The economic czar framed the new policy as a response to mounting challenges facing the island nation, including an energy crisis, rare violent protests, and what he described as pressure from the Trump administration.

Pérez-Oliva Fraga said the United States' decades-old trade embargo, which he referred to as a "blockade," was hampering Cuba's economic recovery efforts. The policy change would allow Cuban expatriates in locations such as Miami to invest in private enterprises on the island.

What the Left Is Saying

Progressive Democrats and Cuba advocacy groups have long supported easing restrictions on US-Cuba trade and travel. The announcement was welcomed by supporters of engagement with Havana who argue that the embargo has failed to achieve its stated goals.

Senator Patrick Leahy, a longtime advocate for normalizing relations with Cuba, has previously argued that the embargo "has done nothing to improve the lives of the Cuban people" and instead has enriched repressive elements while punishing ordinary citizens.

Organizations such as the Washington Office on Latin America have argued that allowing Cuban expatriates to invest in their homeland could provide economic relief without requiring a full diplomatic opening. Supporters note that similar policies have worked in other countries with large diasporas.

What the Right Is Saying

Conservatives and Republicans have largely opposed any easing of Cuba restrictions, arguing that engagement without fundamental political reform only benefits the Cuban government.

Senator Marco Rubio of Florida, a longtime critic of Havana, has argued that any economic opening would primarily benefit the Cuban military and security services that control much of the island's economy. Rubio has consistently advocated maintaining maximum pressure until political freedoms are granted.

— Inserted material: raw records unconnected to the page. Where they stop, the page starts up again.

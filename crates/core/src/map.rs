use crate::{
    hex::{Hex, HexSet, NeighbourRing},
    HexError, HexGrid, MapConfig, MapShape,
};
use log::debug;
use validator::Validate;

/// A generated map: a grid plus the set of tiles that belong to it. This is
/// the usual entry point for consumers that want a whole region of tiles
/// rather than individual conversions.
///
/// ```
/// use hexgrid::{HexMap, MapConfig};
///
/// let map = HexMap::generate(MapConfig::default()).unwrap();
/// println!("{}", map.tiles().len());
/// ```
#[derive(Clone, Debug)]
pub struct HexMap {
    /// The config used to generate this map. Shape and size can be changed
    /// later via [HexMap::regenerate], but the grid never changes.
    config: MapConfig,
    grid: HexGrid,
    tiles: HexSet,
}

/// How a tile relates to some selected tile. See [HexMap::relation].
#[derive(Copy, Clone, Debug, PartialEq, Eq, Hash)]
pub enum TileRelation {
    /// It's the selected tile itself
    Selected,
    /// It's one of the 12 extended neighbours of the selected tile
    Neighbour(NeighbourRing),
    Unrelated,
}

impl HexMap {
    /// Generate a new map with the given config. Returns an error if the
    /// config is invalid.
    pub fn generate(config: MapConfig) -> Result<Self, HexError> {
        debug!("Generating map with config {:#?}", config);

        config.validate()?;
        let grid = HexGrid::new(config.grid)?;
        let mut tiles = HexSet::default();
        grid.create_layout(config.shape, config.size, &mut tiles);

        Ok(Self {
            config,
            grid,
            tiles,
        })
    }

    /// Replace the tiles in this map with a new shape. The existing tile set
    /// is cleared and refilled in place. If the new size is invalid, returns
    /// an error and leaves the map untouched.
    pub fn regenerate(
        &mut self,
        shape: MapShape,
        size: u16,
    ) -> Result<(), HexError> {
        let config = MapConfig {
            shape,
            size,
            ..self.config
        };
        config.validate()?;

        self.grid.create_layout(shape, size, &mut self.tiles);
        self.config = config;
        Ok(())
    }

    /// Get a reference to the config that defines this map
    pub fn config(&self) -> &MapConfig {
        &self.config
    }

    pub fn grid(&self) -> &HexGrid {
        &self.grid
    }

    /// Get a reference to the set of tiles that make up this map
    pub fn tiles(&self) -> &HexSet {
        &self.tiles
    }

    /// Get the owned tile set for this map
    pub fn into_tiles(self) -> HexSet {
        self.tiles
    }

    pub fn contains(&self, hex: Hex) -> bool {
        self.tiles.contains(&hex)
    }

    /// Find the tile under a world position. Returns `None` if the position
    /// falls outside the map.
    pub fn pick(&self, x: f64, y: f64) -> Option<Hex> {
        let hex = self.grid.to_hex(x, y);
        if self.contains(hex) {
            Some(hex)
        } else {
            None
        }
    }

    /// Get the tiles adjacent to the given one that are also in this map
    pub fn adjacents_in_map(
        &self,
        hex: Hex,
    ) -> impl Iterator<Item = Hex> + '_ {
        self.grid
            .adjacents(hex)
            .filter(move |adjacent| self.contains(*adjacent))
    }

    /// Figure out how `tile` relates to `selected`: the same tile, a close
    /// neighbour, a second ring neighbour, or nothing at all
    pub fn relation(&self, selected: Hex, tile: Hex) -> TileRelation {
        if selected == tile {
            return TileRelation::Selected;
        }

        self.grid
            .neighbour_index(selected, tile)
            .and_then(NeighbourRing::of_index)
            .map_or(TileRelation::Unrelated, TileRelation::Neighbour)
    }
}
use crate::{Hex, Orientation};
use thiserror::Error;
use validator::ValidationErrors;

/// Everything that can go wrong in this crate. There are two broad classes:
///
/// - Configuration errors: a grid or map was configured with invalid values,
///   or an operation was requested that doesn't make sense for the grid's
///   orientation. See [HexError::is_configuration_error].
/// - Domain errors: an arithmetic operation on coordinates has no defined
///   result. See [HexError::is_domain_error].
///
/// Nothing in the crate retries or recovers from these. They're always
/// returned straight to the caller of the offending function.
#[derive(Debug, Error)]
pub enum HexError {
    #[error("invalid configuration")]
    InvalidConfig(#[from] ValidationErrors),

    #[error("tile size must be finite, but was {0}")]
    NonFiniteTileSize(f64),

    #[error(
        "{operation} requires a {expected} grid, but the grid orientation is \
        {actual}"
    )]
    IncompatibleOrientation {
        operation: &'static str,
        expected: &'static str,
        actual: Orientation,
    },

    #[error("cannot divide {dividend} by {divisor}, the divisor has a zero component")]
    DivisionByZero { dividend: Hex, divisor: Hex },

    #[error("dividing {dividend} by {divisor} overflows")]
    DivisionOverflow { dividend: Hex, divisor: Hex },

    #[error("neighbour index {0} is out of range, must be less than 12")]
    NeighbourIndexOutOfRange(usize),
}

impl HexError {
    pub fn is_configuration_error(&self) -> bool {
        matches!(
            self,
            Self::InvalidConfig(_)
                | Self::NonFiniteTileSize(_)
                | Self::IncompatibleOrientation { .. }
        )
    }

    pub fn is_domain_error(&self) -> bool {
        matches!(
            self,
            Self::DivisionByZero { .. }
                | Self::DivisionOverflow { .. }
                | Self::NeighbourIndexOutOfRange(_)
        )
    }
}
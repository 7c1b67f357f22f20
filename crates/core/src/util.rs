/// A macro to measure the evaluation time of an expression. Wraps an
/// expression, logs the elapsed time at the given level (debug by default),
/// and evaluates to the value of the expression.
#[macro_export]
macro_rules! timed {
    ($label:expr, $ex:expr) => {
        $crate::timed!($label, log::Level::Debug, $ex)
    };
    ($label:expr, $log_level:expr, $ex:expr) => {{
        let now = std::time::Instant::now();
        let value = $ex;
        let elapsed = now.elapsed();
        log::log!(
            $log_level,
            "{} took {} µs",
            $label,
            elapsed.as_micros()
        );
        value
    }};
}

The Trump administration has taken a hard line on Cuba, with officials publicly pressing for regime change and warning investors away from the island. Critics argue that new investment channels would provide hard currency to a government with a poor human rights record.

What the Numbers Show

The US embargo against Cuba has been in place since 1960, making it one of the longest-running trade sanctions in modern history. The embargo was codified into law with the Helms-Burton Act in 1996.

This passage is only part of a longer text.